Também é importante pontuar que o relatório não fornece informações a respeito das mulheres que estão em conflito com a lei mas fora de estabelecimentos penais diretamente administrados pelo poder executivo, como os albergues domiciliares. Também não há informações a respeito das mulheres que estão em prisão domiciliar aguardando a sentença. Neste sentido, a redução de mulheres nas unidades prisionais não necessariamente indica que mulheres estão sendo menos criminalizadas.
Não há introdução de nenhum novo tópico no relatório de 2017, mantendo os mesmos itens em relação ao ano anterior:
- Considerações metodológicas
- Dados gerais
- Estabelecimentos penais
- Ocupação
- Perfil da população prisional feminina
- Gestão de serviços penais e garantias de direitos.
Apesar da diminuição do número de mulheres custodiadas, o sistema prisional feminino segue sobrecarregado, com taxa de ocupação de 118,4% em 2017 [1]. Além disso, tráfico de drogas continua como principal responsável pelo encarceramento de mulheres no Brasil, representando cerca de 60% dos crimes pelos quais as mulheres foram acusadas.
Em relação aos dados sobre perfil da população prisional feminina, o relatório de 2017 não informa as bases utilizadas para o cálculo das porcentagens, isto é, para quantas mulheres dentro do sistema prisional aquelas informações estavam disponíveis.
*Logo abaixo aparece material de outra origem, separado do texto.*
use super::*;

fn wire(command: &AddressCommand) -> Vec<u8> {
    command
        .encode(Platform::GameBoy)
        .into_iter()
        .flat_map(|f| f.bytes)
        .collect()
}

#[test]
fn test_stream_control() {
    assert_eq!(wire(&AddressCommand::Stop), b"0");
    assert_eq!(wire(&AddressCommand::Continue), b"1");
}

#[test]
fn test_goto_is_uppercase_hex_with_terminator() {
    assert_eq!(wire(&AddressCommand::GoTo(0xA000)), b"AA000\0");
    assert_eq!(wire(&AddressCommand::GoTo(0)), b"A0\0");
    assert_eq!(wire(&AddressCommand::GoTo(0x4abc)), b"A4ABC\0");
}

#[test]
fn test_read_trigger_depends_on_platform() {
    let classic = AddressCommand::Read.encode(Platform::GameBoy);
    let advance = AddressCommand::Read.encode(Platform::GameBoyAdvance);
    assert_eq!(classic[0].bytes, b"R");
    assert_eq!(advance[0].bytes, b"r");
    assert_eq!(AddressCommand::RomMode.encode(Platform::GameBoy)[0].bytes, b"G");
    assert_eq!(
        AddressCommand::RomMode.encode(Platform::GameBoyAdvance)[0].bytes,
        b"g"
    );
}

#[test]
fn test_set_bank_has_two_frames_and_settle_delay() {
    let frames = AddressCommand::set_bank(0x2000, 5).encode(Platform::GameBoy);
    assert_eq!(frames.len(), 2);
    assert_eq!(frames[0].bytes, b"B2000\0");
    assert_eq!(frames[0].settle_after, Some(SETTLE_DELAY));
    assert_eq!(frames[1].bytes, b"B5\0");
    assert_eq!(frames[1].settle_after, None);
}

#[test]
fn test_set_bank_radix() {
    let cmd = AddressCommand::SetBank {
        address: 0x2100,
        bank: 0x1F,
        radix: 16,
    };
    assert_eq!(wire(&cmd), b"B2100\0B1F\0");
    assert_eq!(wire(&AddressCommand::set_bank(0x2100, 300)), b"B2100\0B300\0");
}

#[test]
fn test_flash_byte() {
    assert_eq!(
        wire(&AddressCommand::flash_byte(0x555, 0xAA)),
        b"F555\0AA\0"
    );
    assert_eq!(wire(&AddressCommand::flash_byte(0, 0xF0)), b"F0\0F0\0");
    assert!(AddressCommand::flash_byte(0, 0xF0).expects_ack());
}

#[test]
fn test_write_page_is_raw() {
    let page: Vec<u8> = (0..64).collect();
    let bytes = wire(&AddressCommand::Write(page.clone()));
    assert_eq!(bytes.len(), 65);
    assert_eq!(bytes[0], b'W');
    assert_eq!(&bytes[1..], page.as_slice());
    assert!(AddressCommand::Write(page).expects_ack());
    assert!(!AddressCommand::Read.expects_ack());
}

#[test]
fn test_pin_mode() {
    assert_eq!(wire(&AddressCommand::PinMode(WritePin::Audio)), b"PA");
    assert_eq!(wire(&AddressCommand::PinMode(WritePin::Wr)), b"PW");
}

#[test]
fn test_format_radix() {
    assert_eq!(format_radix(0, 10), "0");
    assert_eq!(format_radix(255, 16), "FF");
    assert_eq!(format_radix(5, 2), "101");
    assert_eq!(format_radix(37, 10), "37");
}

#[test]
fn test_decoder_reassembles_a_session() {
    let sequence = [
        AddressCommand::RomMode,
        AddressCommand::set_bank(0x6000, 0),
        AddressCommand::set_bank(0x4000, 1),
        AddressCommand::set_bank(0x2000, 5),
        AddressCommand::GoTo(0x4000),
        AddressCommand::Read,
        AddressCommand::Continue,
        AddressCommand::Stop,
        AddressCommand::flash_byte(0x2AA, 0x55),
        AddressCommand::Write(vec![0x5A; PAGE_SIZE]),
        AddressCommand::PinMode(WritePin::Audio),
    ];
    let bytes: Vec<u8> = sequence.iter().flat_map(wire).collect();

    let mut decoder = CommandDecoder::new();
    let decoded = decoder.feed(&bytes).unwrap();
    assert_eq!(decoded, sequence);
}

#[test]
fn test_decoder_handles_split_input() {
    let bytes = wire(&AddressCommand::GoTo(0xA000));
    let mut decoder = CommandDecoder::new();
    assert!(decoder.feed(&bytes[..3]).unwrap().is_empty());
    assert_eq!(
        decoder.feed(&bytes[3..]).unwrap(),
        vec![AddressCommand::GoTo(0xA000)]
    );
}

#[test]
fn test_decoder_rejects_garbage() {
    let mut decoder = CommandDecoder::new();
    assert!(matches!(decoder.push(b'Z'), Err(CartError::Protocol(_))));

    decoder.reset();
    assert!(decoder.feed(b"AXYZ\0").is_err());

    decoder.reset();
    assert!(decoder.feed(b"A123456789012").is_err());
}
/// Format a byte count as a human-readable size string (e.g., "8 KB", "2 MB").
///
/// Uses exact integer division: values that aren't clean multiples of KB/MB
/// are shown in bytes.
pub fn format_bytes(bytes: u64) -> String {
    if bytes >= 1024 * 1024 && bytes.is_multiple_of(1024 * 1024) {
        format!("{} MB", bytes / (1024 * 1024))
    } else if bytes >= 1024 && bytes.is_multiple_of(1024) {
        format!("{} KB", bytes / 1024)
    } else {
        format!("{} bytes", bytes)
    }
}

/// Read a fixed-length ASCII string from a byte slice.
///
/// Non-printable bytes are replaced with spaces, then the result is trimmed.
/// Header fields are padded with 0x00 or 0xFF rather than null-terminated,
/// so the whole slice is processed.
pub fn read_ascii_fixed(buf: &[u8]) -> String {
    let s: String = buf
        .iter()
        .map(|&b| {
            if (0x20..0x7F).contains(&b) {
                b as char
            } else {
                ' '
            }
        })
        .collect();
    s.trim().to_string()
}

/// Turn a cartridge title into something safe to use as a file stem.
///
/// Path separators and characters reserved on common filesystems become
/// underscores; surrounding whitespace and dots are dropped.
pub fn sanitize_file_stem(title: &str) -> String {
    title
        .chars()
        .map(|c| match c {
            '/' | '\\' | ':' | '*' | '?' | '"' | '<' | '>' | '|' => '_',
            c if c.is_control() => '_',
            c => c,
        })
        .collect::<String>()
        .trim_matches(|c: char| c.is_whitespace() || c == '.')
        .to_string()
}

#[cfg(test)]
mod tests {
    use super::*;

    #[test]
    fn test_format_bytes() {
        assert_eq!(format_bytes(0), "0 bytes");
        assert_eq!(format_bytes(512), "512 bytes");
        assert_eq!(format_bytes(8192), "8 KB");
        assert_eq!(format_bytes(32768), "32 KB");
        assert_eq!(format_bytes(1048576), "1 MB");
        assert_eq!(format_bytes(8388608), "8 MB");
        assert_eq!(format_bytes(1025), "1025 bytes");
    }

    #[test]
    fn test_read_ascii_fixed() {
        assert_eq!(read_ascii_fixed(b"HELLO\0\0\0"), "HELLO");
        assert_eq!(read_ascii_fixed(b"\xFF\xFFABC\xFF\xFF"), "ABC");
        assert_eq!(read_ascii_fixed(b"  PADDED  "), "PADDED");
    }

    #[test]
    fn test_sanitize_file_stem() {
        assert_eq!(sanitize_file_stem("TETRIS"), "TETRIS");
        assert_eq!(sanitize_file_stem("A/B:C"), "A_B_C");
        assert_eq!(sanitize_file_stem("  ..HIDDEN.. "), "HIDDEN");
        assert_eq!(sanitize_file_stem(""), "");
    }
}
use super::*;

#[test]
fn test_empty_file_is_default() {
    let settings = Settings::from_toml("").unwrap();
    assert_eq!(settings, Settings::default());
    assert_eq!(settings.device.vid, 0x1A86);
    assert_eq!(settings.device.pid, 0x7523);
    assert_eq!(settings.flash.chip, DEFAULT_CHIP);
    assert_eq!(settings.platform().unwrap(), Platform::GameBoy);
}

#[test]
fn test_partial_sections_keep_other_defaults() {
    let settings = Settings::from_toml(
        r#"
[device]
port = "/dev/ttyUSB3"

[timing]
erase_timeout_secs = 30
erase_poll_limit = 5000

[flash]
we_pin = "audio"
"#,
    )
    .unwrap();

    assert_eq!(settings.device.port.as_deref(), Some("/dev/ttyUSB3"));
    assert_eq!(settings.device.vid, DEFAULT_VID);

    let timing = settings.timing();
    assert_eq!(timing.erase, Duration::from_secs(30));
    assert_eq!(timing.erase_poll_limit, Some(5000));
    assert_eq!(timing.response, Timing::default().response);

    let flash = settings.flash_profile();
    assert_eq!(flash.we_pin, Some(WritePin::Audio));
    assert_eq!(flash.chip, DEFAULT_CHIP);

    let matcher = settings.matcher();
    assert_eq!(matcher.port.as_deref(), Some("/dev/ttyUSB3"));
}

#[test]
fn test_bad_values_are_config_errors() {
    assert!(matches!(
        Settings::from_toml("[timing]\nresponse_timeout_ms = \"soon\""),
        Err(CartError::Config(_))
    ));

    let mut settings = Settings::default();
    settings.device.platform = "n64".into();
    assert!(matches!(settings.platform(), Err(CartError::Config(_))));
    assert!(settings.session_config().is_err());
}

#[test]
fn test_save_and_reload() {
    let dir = tempfile::tempdir().unwrap();
    let path = dir.path().join("nested").join("settings.toml");

    let mut settings = Settings::default();
    settings.device.port = Some("COM7".into());
    settings.timing.erase_poll_limit = Some(12);
    settings.flash.we_pin = Some(WritePin::Wr);
    settings.save_to(&path).unwrap();

    assert!(!path.with_extension("toml.tmp").exists());
    let loaded = Settings::load_from(&path).unwrap();
    assert_eq!(loaded, settings);
}

#[test]
fn test_missing_file_is_default() {
    let dir = tempfile::tempdir().unwrap();
    let loaded = Settings::load_from(&dir.path().join("absent.toml")).unwrap();
    assert_eq!(loaded, Settings::default());
}

#[test]
fn test_default_round_trips_through_toml() {
    let text = Settings::default().to_toml().unwrap();
    assert!(text.contains("[device]"));
    assert!(text.contains("erase_timeout_secs"));
    assert_eq!(Settings::from_toml(&text).unwrap(), Settings::default());
}

#[test]
fn test_settings_path_location() {
    let path = settings_path();
    assert!(path.ends_with("gbcart/settings.toml"));
}
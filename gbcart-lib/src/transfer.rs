//! Per-call transfer bookkeeping and request cancellation.

use std::sync::Arc;
use std::sync::atomic::{AtomicBool, Ordering};

use crate::error::CartError;

/// Shared flag a caller flips to abandon a running request.
///
/// Clones share the same flag, so the token handed to a request can be
/// cancelled from a signal handler or another task.
#[derive(Debug, Clone, Default)]
pub struct CancelToken(Arc<AtomicBool>);

impl CancelToken {
    pub fn new() -> Self {
        Self::default()
    }

    pub fn cancel(&self) {
        self.0.store(true, Ordering::Release);
    }

    pub fn is_cancelled(&self) -> bool {
        self.0.load(Ordering::Acquire)
    }

    /// `Err(Cancelled)` once the token has fired.
    pub fn check(&self) -> Result<(), CartError> {
        if self.is_cancelled() {
            Err(CartError::Cancelled)
        } else {
            Ok(())
        }
    }
}

/// Byte accounting for one engine call.
///
/// Reads append into the accumulator; writes only advance the counter.
/// `completed` never exceeds `target`.
#[derive(Debug)]
pub struct Transfer {
    buffer: Vec<u8>,
    target: u64,
    completed: u64,
    cancel: CancelToken,
}

impl Transfer {
    pub fn new(target: u64, cancel: CancelToken) -> Self {
        Self {
            buffer: Vec::with_capacity(target as usize),
            target,
            completed: 0,
            cancel,
        }
    }

    pub fn target(&self) -> u64 {
        self.target
    }

    pub fn completed(&self) -> u64 {
        self.completed
    }

    pub fn remaining(&self) -> u64 {
        self.target - self.completed
    }

    pub fn is_done(&self) -> bool {
        self.completed == self.target
    }

    /// Whether the counter sits on a packet boundary.
    pub fn is_page_complete(&self, packet_size: usize) -> bool {
        self.completed % packet_size as u64 == 0
    }

    pub fn cancel_token(&self) -> &CancelToken {
        &self.cancel
    }

    /// Append received bytes in arrival order.
    pub fn append(&mut self, bytes: &[u8]) -> Result<(), CartError> {
        self.advance(bytes.len() as u64)?;
        self.buffer.extend_from_slice(bytes);
        Ok(())
    }

    /// Count bytes that were sent rather than received.
    pub fn advance(&mut self, count: u64) -> Result<(), CartError> {
        if count > self.remaining() {
            return Err(CartError::protocol(format!(
                "transfer overrun: {} bytes past a target of {}",
                self.completed + count - self.target,
                self.target
            )));
        }
        self.completed += count;
        Ok(())
    }

    pub fn into_bytes(self) -> Vec<u8> {
        self.buffer
    }
}

#[cfg(test)]
mod tests {
    use super::*;

    #[test]
    fn test_append_tracks_pages() {
        let mut t = Transfer::new(128, CancelToken::new());
        assert!(t.is_page_complete(64));
        t.append(&[1; 32]).unwrap();
        assert!(!t.is_page_complete(64));
        t.append(&[2; 32]).unwrap();
        assert!(t.is_page_complete(64));
        assert_eq!(t.remaining(), 64);
        t.append(&[3; 64]).unwrap();
        assert!(t.is_done());
        assert_eq!(t.into_bytes().len(), 128);
    }

    #[test]
    fn test_overrun_is_rejected() {
        let mut t = Transfer::new(64, CancelToken::new());
        t.advance(60).unwrap();
        assert!(matches!(t.append(&[0; 8]), Err(CartError::Protocol(_))));
        assert_eq!(t.completed(), 60);
    }

    #[test]
    fn test_cancel_is_shared_between_clones() {
        let token = CancelToken::new();
        let t = Transfer::new(64, token.clone());
        assert!(t.cancel_token().check().is_ok());
        token.cancel();
        assert!(matches!(t.cancel_token().check(), Err(CartError::Cancelled)));
    }
}
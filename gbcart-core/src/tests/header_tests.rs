use super::*;

/// Build a minimal 32 KB ROM with a valid logo, the given title and
/// correct checksums.
fn make_gb_rom(title: &[u8]) -> Vec<u8> {
    let mut rom = vec![0u8; 0x8000];

    // Entry point: NOP + JP 0x0150
    rom[0x0100] = 0x00;
    rom[0x0101] = 0xC3;
    rom[0x0102] = 0x50;
    rom[0x0103] = 0x01;

    rom[0x0104..0x0134].copy_from_slice(&NINTENDO_LOGO);
    rom[0x0134..0x0134 + title.len()].copy_from_slice(title);

    rom[0x0147] = 0x00; // ROM ONLY
    rom[0x0148] = 0x00; // 32 KB
    rom[0x0149] = 0x00; // no RAM
    rom[0x014A] = 0x01; // International
    rom[0x014B] = 0x01; // Nintendo

    recompute_checksums(&mut rom);
    rom
}

fn recompute_checksums(rom: &mut [u8]) {
    rom[0x014D] = compute_header_checksum(rom);
    rom[0x014E] = 0;
    rom[0x014F] = 0;
    let global = compute_global_checksum(rom);
    rom[0x014E] = (global >> 8) as u8;
    rom[0x014F] = (global & 0xFF) as u8;
}

#[test]
fn test_parse_header_window_only() {
    let rom = make_gb_rom(b"TESTROM");
    let header = Header::parse(&rom[..HEADER_LEN]).unwrap();

    assert_eq!(header.title, "TESTROM");
    assert!(header.is_logo_valid());
    assert!(header.is_header_checksum_valid());
    assert_eq!(header.controller, ControllerFamily::None);
    assert_eq!(header.rom_size().unwrap(), 0x8000);
    assert_eq!(header.ram_size().unwrap(), 0);
    assert_eq!(header.region, Region::World);
    assert_eq!(header.licensee, Licensee::Old(0x01));
    assert_eq!(header.cartridge_type_name(), "ROM ONLY");
}

#[test]
fn test_too_small_buffer() {
    let rom = make_gb_rom(b"TESTROM");
    let err = Header::parse(&rom[..0x0100]).unwrap_err();
    assert_eq!(
        err,
        HeaderError::TooSmall {
            expected: HEADER_LEN,
            actual: 0x0100
        }
    );
}

#[test]
fn test_corrupted_logo_is_not_valid() {
    for offset in [0x0104, 0x011F, 0x0133] {
        let mut rom = make_gb_rom(b"TESTROM");
        rom[offset] ^= 0xFF;
        let header = Header::parse(&rom).unwrap();
        assert!(!header.is_logo_valid(), "logo byte 0x{:04X} corrupted", offset);
    }
}

#[test]
fn test_empty_slot_parses_but_is_untrusted() {
    // An empty slot reads back as open bus
    let buf = vec![0xFFu8; HEADER_LEN];
    let header = Header::parse(&buf).unwrap();
    assert!(!header.is_logo_valid());
    assert!(header.rom_size().is_err());
}

#[test]
fn test_title_with_cgb_flag() {
    let mut rom = make_gb_rom(b"SHORTNAME\0\0XXXX");
    rom[0x0143] = 0x80;
    recompute_checksums(&mut rom);

    let header = Header::parse(&rom).unwrap();
    assert_eq!(header.title, "SHORTNAME");
    assert_eq!(header.cgb_mode, CgbMode::Compatible);
}

#[test]
fn test_title_full_16_chars() {
    let rom = make_gb_rom(b"ABCDEFGHIJKLMNOP");
    let header = Header::parse(&rom).unwrap();
    assert_eq!(header.title, "ABCDEFGHIJKLMNOP");
    assert_eq!(header.cgb_mode, CgbMode::Dmg);
}

#[test]
fn test_cgb_exclusive() {
    let mut rom = make_gb_rom(b"COLOR");
    rom[0x0143] = 0xC0;
    recompute_checksums(&mut rom);
    let header = Header::parse(&rom).unwrap();
    assert_eq!(header.cgb_mode, CgbMode::Exclusive);
    assert_eq!(header.cgb_mode.name(), "Game Boy Color (Exclusive)");
}

#[test]
fn test_sgb_flag() {
    let mut rom = make_gb_rom(b"SGB");
    rom[0x0146] = 0x03;
    recompute_checksums(&mut rom);
    assert!(Header::parse(&rom).unwrap().sgb);
}

#[test]
fn test_japan_region() {
    let mut rom = make_gb_rom(b"JP");
    rom[0x014A] = 0x00;
    recompute_checksums(&mut rom);
    assert_eq!(Header::parse(&rom).unwrap().region, Region::Japan);
}

#[test]
fn test_new_licensee_code() {
    let mut rom = make_gb_rom(b"LIC");
    rom[0x014B] = 0x33;
    rom[0x0144] = b'0';
    rom[0x0145] = b'1';
    recompute_checksums(&mut rom);
    assert_eq!(
        Header::parse(&rom).unwrap().licensee,
        Licensee::New("01".to_string())
    );
}

#[test]
fn test_cartridge_with_ram() {
    let mut rom = make_gb_rom(b"SAVES");
    rom[0x0147] = 0x03; // MBC1+RAM+BATTERY
    rom[0x0148] = 0x05; // 1 MB
    rom[0x0149] = 0x03; // 32 KB
    recompute_checksums(&mut rom);

    let header = Header::parse(&rom).unwrap();
    assert_eq!(header.controller, ControllerFamily::Mbc1);
    assert_eq!(header.rom_size().unwrap(), 1024 * 1024);
    assert_eq!(header.ram_size().unwrap(), 32 * 1024);
    assert!(header.has_battery());
}

#[test]
fn test_mbc2_has_builtin_ram() {
    let mut rom = make_gb_rom(b"MBC2");
    rom[0x0147] = 0x06;
    rom[0x0149] = 0x00;
    recompute_checksums(&mut rom);
    assert_eq!(Header::parse(&rom).unwrap().ram_size().unwrap(), 512);
}

#[test]
fn test_header_checksum_mismatch() {
    let mut rom = make_gb_rom(b"BAD");
    rom[0x014D] = rom[0x014D].wrapping_add(1);
    let header = Header::parse(&rom).unwrap();
    assert!(header.is_logo_valid());
    assert!(!header.is_header_checksum_valid());
}

#[test]
fn test_global_checksum() {
    let mut rom = make_gb_rom(b"GLOBAL");
    assert!(verify_global_checksum(&rom));
    rom[0x4000] = 0x42;
    assert!(!verify_global_checksum(&rom));
}

#[test]
fn test_rom_size_lookup() {
    assert_eq!(cartridge::rom_size(0x00), Some(32 * 1024));
    assert_eq!(cartridge::rom_size(0x01), Some(64 * 1024));
    assert_eq!(cartridge::rom_size(0x05), Some(1024 * 1024));
    assert_eq!(cartridge::rom_size(0x08), Some(8 * 1024 * 1024));
    assert_eq!(cartridge::rom_size(0x09), None);
    assert_eq!(cartridge::rom_size(0xFF), None);
}

#[test]
fn test_ram_size_lookup() {
    assert_eq!(cartridge::ram_size(0x00), Some(0));
    assert_eq!(cartridge::ram_size(0x01), Some(0));
    assert_eq!(cartridge::ram_size(0x02), Some(8 * 1024));
    assert_eq!(cartridge::ram_size(0x03), Some(32 * 1024));
    assert_eq!(cartridge::ram_size(0x04), Some(128 * 1024));
    assert_eq!(cartridge::ram_size(0x05), Some(64 * 1024));
    assert_eq!(cartridge::ram_size(0x06), None);
}

#[test]
fn test_mbc_cartridge_type_names() {
    assert_eq!(cartridge::cartridge_type_name(0x00), "ROM ONLY");
    assert_eq!(cartridge::cartridge_type_name(0x01), "MBC1");
    assert_eq!(cartridge::cartridge_type_name(0x13), "MBC3+RAM+BATTERY");
    assert_eq!(cartridge::cartridge_type_name(0x1B), "MBC5+RAM+BATTERY");
    assert_eq!(cartridge::cartridge_type_name(0xFE), "HuC3");
    assert_eq!(cartridge::cartridge_type_name(0x04), "Unknown");
}

#[test]
fn test_suggested_filename() {
    use crate::{DumpKind, suggested_filename};

    let mut rom = make_gb_rom(b"POKEMON RED");
    let header = Header::parse(&rom).unwrap();
    assert_eq!(suggested_filename(&header, DumpKind::Rom), "POKEMON RED.gb");
    assert_eq!(suggested_filename(&header, DumpKind::Save), "POKEMON RED.sav");

    rom[0x0134..0x0144].copy_from_slice(b"A/B:C\0\0\0\0\0\0\0\0\0\0\x80");
    recompute_checksums(&mut rom);
    let header = Header::parse(&rom).unwrap();
    assert_eq!(suggested_filename(&header, DumpKind::Rom), "A_B_C.gbc");
}
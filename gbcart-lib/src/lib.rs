//! Driver for GBxCart-style USB cartridge adapters.
//!
//! A [`Session`] owns the [`Link`] to one adapter and runs requests
//! against it one at a time: reading headers, ROMs and saves, restoring or
//! erasing saves, and erasing or programming flash cartridges. The link
//! talks through a [`Transport`]: [`SerialTransport`] for real hardware,
//! [`SimulatedCartridge`] for tests and dry runs.

pub mod async_util;
pub mod codec;
pub mod error;
pub mod flash;
pub mod geometry;
pub mod hasher;
pub mod link;
pub mod progress;
pub mod read;
pub mod serial;
pub mod session;
pub mod settings;
pub mod sim;
pub mod transfer;
pub mod wire;
pub mod worker_pool;
pub mod write;

pub use async_util::drive_with_progress;
pub use codec::{AddressCommand, WritePin};
pub use error::CartError;
pub use flash::FlashProfile;
pub use geometry::{BankWindow, Geometry};
pub use hasher::{DumpHashes, hash_bytes, hash_reader};
pub use link::{Inbox, Link, LinkHandle, Transport};
pub use progress::{NoProgress, Operation, ProgressSink, TransferProgress};
pub use serial::{DeviceMatcher, PortSummary, SerialTransport};
pub use session::{
    Outcome, Request, RequestControl, Session, SessionConfig, SessionEvent, SessionState,
};
pub use settings::Settings;
pub use sim::SimulatedCartridge;
pub use transfer::CancelToken;
pub use wire::Timing;
pub use worker_pool::{Job, JobResult, RequestPool};
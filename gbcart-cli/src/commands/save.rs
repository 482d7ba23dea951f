use std::fs;
use std::path::{Path, PathBuf};

use owo_colors::OwoColorize;
use owo_colors::Stream::Stdout;

use gbcart_core::util::format_bytes;
use gbcart_core::{DumpKind, suggested_filename};
use gbcart_lib::{Outcome, Request};

use super::device::{open_session, run_request};
use super::write_dump;
use crate::cli_types::DeviceArgs;
use crate::error::CliError;

/// Back up save RAM to `output`, or to a name derived from the title.
pub(crate) fn run_backup_save(
    device: &DeviceArgs,
    output: Option<PathBuf>,
    quiet: bool,
) -> Result<(), CliError> {
    let session = open_session(device)?;
    let (header, data) = match run_request(session, Request::BackupSave, quiet)? {
        Outcome::Save { header, data } => (header, data),
        _ => return Err(CliError::runtime("unexpected outcome for a save backup")),
    };
    let path =
        output.unwrap_or_else(|| PathBuf::from(suggested_filename(&header, DumpKind::Save)));
    write_dump(&path, &data)?;
    Ok(())
}

/// Overwrite save RAM with the contents of `file`.
pub(crate) fn run_restore_save(
    device: &DeviceArgs,
    file: &Path,
    quiet: bool,
) -> Result<(), CliError> {
    let data = fs::read(file)?;
    let session = open_session(device)?;
    match run_request(session, Request::RestoreSave(data), quiet)? {
        Outcome::SaveRestored { header, bytes } => {
            log::info!(
                "{} Restored {} of save data to {}",
                "\u{2714}".if_supports_color(Stdout, |t| t.green()),
                format_bytes(bytes),
                header.title.if_supports_color(Stdout, |t| t.cyan()),
            );
            Ok(())
        }
        _ => Err(CliError::runtime("unexpected outcome for a save restore")),
    }
}

pub(crate) fn run_erase_save(device: &DeviceArgs, quiet: bool) -> Result<(), CliError> {
    let session = open_session(device)?;
    match run_request(session, Request::EraseSave, quiet)? {
        Outcome::SaveErased { header, bytes } => {
            log::info!(
                "{} Cleared {} of save data on {}",
                "\u{2714}".if_supports_color(Stdout, |t| t.green()),
                format_bytes(bytes),
                header.title.if_supports_color(Stdout, |t| t.cyan()),
            );
            Ok(())
        }
        _ => Err(CliError::runtime("unexpected outcome for a save erase")),
    }
}
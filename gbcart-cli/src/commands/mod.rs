pub(crate) mod config;
pub(crate) mod device;
pub(crate) mod flash;
pub(crate) mod header;
pub(crate) mod ports;
pub(crate) mod rom;
pub(crate) mod save;

use std::fs;
use std::path::Path;

use owo_colors::OwoColorize;
use owo_colors::Stream::Stdout;

use gbcart_lib::DumpHashes;

use crate::error::CliError;

/// Write a dump to `path` and report its size and hashes.
///
/// The hashes are taken from the file as written, so they are the ones a
/// dump database lookup will see.
pub(crate) fn write_dump(path: &Path, data: &[u8]) -> Result<DumpHashes, CliError> {
    fs::write(path, data)?;
    let hashes = gbcart_lib::hash_reader(&mut fs::File::open(path)?, &|_| {})?;
    if hashes.data_size != data.len() as u64 {
        return Err(CliError::verify(format!(
            "{} holds {} bytes after writing {}",
            path.display(),
            hashes.data_size,
            data.len()
        )));
    }
    log::info!(
        "{} Wrote {} ({})",
        "\u{2714}".if_supports_color(Stdout, |t| t.green()),
        path.display().if_supports_color(Stdout, |t| t.cyan()),
        gbcart_core::util::format_bytes(hashes.data_size),
    );
    log_hashes(&hashes);
    Ok(hashes)
}

pub(crate) fn log_hashes(hashes: &DumpHashes) {
    log::info!(
        "  {} {}",
        "CRC32:".if_supports_color(Stdout, |t| t.dimmed()),
        hashes.crc32,
    );
    log::info!(
        "  {} {}",
        "SHA-1:".if_supports_color(Stdout, |t| t.dimmed()),
        hashes.sha1,
    );
}

#[cfg(test)]
mod tests {
    use super::*;

    #[test]
    fn test_write_dump_hashes_the_written_file() {
        let dir = tempfile::tempdir().unwrap();
        let path = dir.path().join("TESTROM.gb");
        let data: Vec<u8> = (0..100_000u32).map(|i| (i % 251) as u8).collect();

        let hashes = write_dump(&path, &data).unwrap();
        assert_eq!(fs::read(&path).unwrap(), data);
        assert_eq!(hashes, gbcart_lib::hash_bytes(&data));
    }
}
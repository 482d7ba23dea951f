use thiserror::Error;

use gbcart_lib::CartError;

/// Errors that can occur during CLI command execution.
#[derive(Debug, Error)]
pub(crate) enum CliError {
    /// I/O error
    #[error("{0}")]
    Io(#[from] std::io::Error),

    /// The adapter or cartridge reported a failure
    #[error("{0}")]
    Device(#[from] CartError),

    /// Configuration error
    #[error("Config error: {0}")]
    Config(String),

    /// Runtime creation or async error
    #[error("Runtime error: {0}")]
    Runtime(String),

    /// Read-back after a write did not match
    #[error("Verification failed: {0}")]
    Verify(String),
}

impl CliError {
    pub(crate) fn config(msg: impl Into<String>) -> Self {
        Self::Config(msg.into())
    }

    pub(crate) fn runtime(msg: impl Into<String>) -> Self {
        Self::Runtime(msg.into())
    }

    pub(crate) fn verify(msg: impl Into<String>) -> Self {
        Self::Verify(msg.into())
    }
}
A ausência de informações desse tipo impede uma avaliação adequada sobre a qualidade da amostra e consequentemente dos dados disponibilizados pelo Infopen, além de dificultar o acompanhamento do impacto de políticas públicas sobre o perfil da população prisional.
Podemos citar como exemplo a ausência ou fragilidade de dados do Infopen a respeito da maternidade, o que impõe uma série de desafios para monitorar a aplicação do Marco Legal da Primeira Infância. O relatório de 2016, por exemplo, aponta que cerca de 74% das mulheres presas naquele período eram mães. Contudo, esse dado estava disponível somente para 7% do total de mulheres presas e não havia informações a respeito da idade dos filhos. Por sua vez, o relatório de 2017 sequer menciona a porcentagem de mulheres com filhos, ainda que indique o percentual da quantidade de filhos. Neste sentido, como avaliar a efetividade de políticas desse tipo se não há dados suficientes a respeito da população elegível?
Reconhecendo as limitações do Infopen, foi criado o SisDepen , um sistema unificado que pretende agregar informações a respeito da população prisional no país, capaz de cruzar informações e orientar políticas públicas. Entretanto, o sistema está disponível apenas para profissionais vinculados às instituições do sistema de justiça, em especial aquelas relacionadas à gestão prisional, dificultando que organizações da sociedade civil, universidades e cidadãos possam ter acesso a informações de interesse público. Até o momento não localizamos nenhum relatório apresentando as novidades e sistematizando os dados disponíveis na plataforma, com exceção de tutoriais de uso para profissionais do poder público, indicando assim um sistema pouco acessível e transparente para a sociedade civil.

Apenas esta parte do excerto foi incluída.